Ne yazık ki, The Sandman adlı bir dizide, genellikle Sandman'in kendisinden çok az var. Rüya'nın sadece başlangıçta ve sonunda göründüğü veya arka planda alışılmış memnuniyetsiz yüzüyle durduğu sahneler var. Bu arada, isimleri tanıtıldıklarından daha hızlı hafızadan silinen ikincil, geçici karakterlerin sorunları — romantik iç çekişleri ve kişisel travmaları dahil — detaylı bir şekilde inceleniyor. Bu sinir bozucu.
Ama yaratıcılar, Rüyalar Lordu'nun hikayesini anlatmaları gerektiğini hatırladıklarında, izleyici için gerçek bir nefes tazeliği gibi geliyor. Görseller bazen muhteşem derecede güzel, özel efektler zengin, genel tasarım ise harika. İronik bir şekilde, şovun harika bir proje olması için gereken her şeye sahip — tek eksik zaman.
Finalin özel bir şekilde anılması gerekiyor. Morpheus'un hikayesini bitirdikten sonra, yaratıcılar bir sebepten ötürü Ölüm hakkında özel bir bölüm yapmaya karar verdiler. Bu, ana olaylarla hiçbir ilgisi yok ve burada Ölüm, şovun zaman çizelgesinin dışında var. Diğer bir deyişle, çizgi romanlarda bu özel bir sayı olarak kabul edilecektir. Bölüm fena çıkmadı. TV versiyonu Ölüm harika, ancak o da "Netflix'in imza tarzı"nın bir başka kurbanı oldu; soluk teni ve punk görünümü çikolata tonları ve siyah bir pelerinle değiştirildi.

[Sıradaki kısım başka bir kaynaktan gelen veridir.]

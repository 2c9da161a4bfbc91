//! Approval gating for sensitive operations.
//!
//! The gate sits between planning and execution. Every operation is
//! risk-classified; tiers above low require an explicit decision
//! before any side effect. The gate itself never executes anything:
//! it freezes a queued operation into an [`ApprovalRequest`] and
//! leaves suspension and resumption to the task runner.
//!
//! [`ApprovalRequest`]: stayline_types::ApprovalRequest

pub mod gate;
pub mod policy;
pub mod risk;

pub use gate::ApprovalGate;
pub use policy::{ApprovalPolicy, RiskBasedPolicy};
pub use risk::RiskClassifier;
//! Run lifecycle states and the summary returned to callers.

use crate::approval::ApprovalRequest;
use crate::id::{OperationId, RunId};
use crate::operation::OperationKind;
use serde::{Deserialize, Serialize};

// ── Run State ────────────────────────────────────────────────────────

/// Lifecycle of one task-runner execution.
///
/// `Running -> Suspended -> Resuming -> Running` may cycle any number
/// of times; `Completed` is terminal.
#[derive(Clone, Copy, Debug, Default, PartialEq, Eq, Serialize, Deserialize)]
#[serde(rename_all = "snake_case")]
pub enum RunState {
    #[default]
    Running,
    /// Halted before side effects, awaiting decisions on the pending
    /// approval batch.
    Suspended,
    /// Rehydrated with a decision batch, about to apply it.
    Resuming,
    Completed,
}

impl RunState {
    pub fn is_terminal(&self) -> bool {
        matches!(self, RunState::Completed)
    }
}

impl std::fmt::Display for RunState {
    fn fmt(&self, f: &mut std::fmt::Formatter<'_>) -> std::fmt::Result {
        match self {
            RunState::Running => write!(f, "running"),
            RunState::Suspended => write!(f, "suspended"),
            RunState::Resuming => write!(f, "resuming"),
            RunState::Completed => write!(f, "completed"),
        }
    }
}

// ── Run Summary ──────────────────────────────────────────────────────

/// One line of a run summary: an operation and what became of it.
#[derive(Clone, Debug, PartialEq, Serialize, Deserialize)]
pub struct OperationSummary {
    pub operation_id: OperationId,
    pub kind: OperationKind,
    #[serde(default, skip_serializing_if = "Option::is_none")]
    pub detail: Option<String>,
}

/// Snapshot handed back after every submit, resume, or cancel call.
///
/// A suspended run communicates exactly which operations are pending
/// and why; a completed run with failures lists them explicitly.
#[derive(Clone, Debug, PartialEq, Serialize, Deserialize)]
pub struct RunSummary {
    pub run_id: RunId,
    pub state: RunState,
    /// Set on completion when any operation was skipped or failed.
    pub partial_result: bool,
    pub completed_operations: Vec<OperationSummary>,
    pub skipped_operations: Vec<OperationSummary>,
    pub failed_operations: Vec<OperationSummary>,
    pub pending_approval_requests: Vec<ApprovalRequest>,
}

impl RunSummary {
    pub fn is_suspended(&self) -> bool {
        self.state == RunState::Suspended
    }

    pub fn is_completed(&self) -> bool {
        self.state == RunState::Completed
    }
}

#[cfg(test)]
mod tests {
    use super::*;

    #[test]
    fn only_completed_is_terminal() {
        assert!(RunState::Completed.is_terminal());
        assert!(!RunState::Running.is_terminal());
        assert!(!RunState::Suspended.is_terminal());
        assert!(!RunState::Resuming.is_terminal());
    }

    #[test]
    fn default_state_is_running() {
        assert_eq!(RunState::default(), RunState::Running);
    }

    #[test]
    fn summary_round_trips_through_json() {
        let summary = RunSummary {
            run_id: RunId::new("run-1"),
            state: RunState::Suspended,
            partial_result: false,
            completed_operations: vec![OperationSummary {
                operation_id: OperationId::new("op-1"),
                kind: OperationKind::DetectDuplicates,
                detail: Some("2 duplicate groups".to_string()),
            }],
            skipped_operations: Vec::new(),
            failed_operations: Vec::new(),
            pending_approval_requests: Vec::new(),
        };
        let json = serde_json::to_string(&summary).unwrap();
        let back: RunSummary = serde_json::from_str(&json).unwrap();
        assert_eq!(back, summary);
        assert!(back.is_suspended());
    }
}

İkinci sezon izlemeye değer mi? Cevap, göründüğünden daha karmaşık. The Sandman hala zamanımızın en sıradışı projelerinden biri. Ama Netflix, potansiyelini yok etmek için elinden gelen her şeyi yapmış gibi görünüyor. Yine de, güçlü orijinal materyal genel izlenimi kurtarıyor. Eğer gündem dayatmalarını, beyaz erkek karakterlerin sürekli küçümsenmesini ve diğer "tuhaflıkları" göz ardı edebilirseniz, yorgun bir tanrının geçmiş hataları üzerine düşündüğü ve bunları tekrarlamamaya çalıştığı ince ve olgun bir hikaye bulacaksınız. Çizgi roman hala kolayca erişilebilir ve her açıdan, akış hizmetinin nihayetinde ürettiğinden daha üstündür. Ama eğer alışılmadık bir şey arıyorsanız, The Sandman tam olarak ihtiyacınız olan şeydir.
How do you like the second season of The Sandman?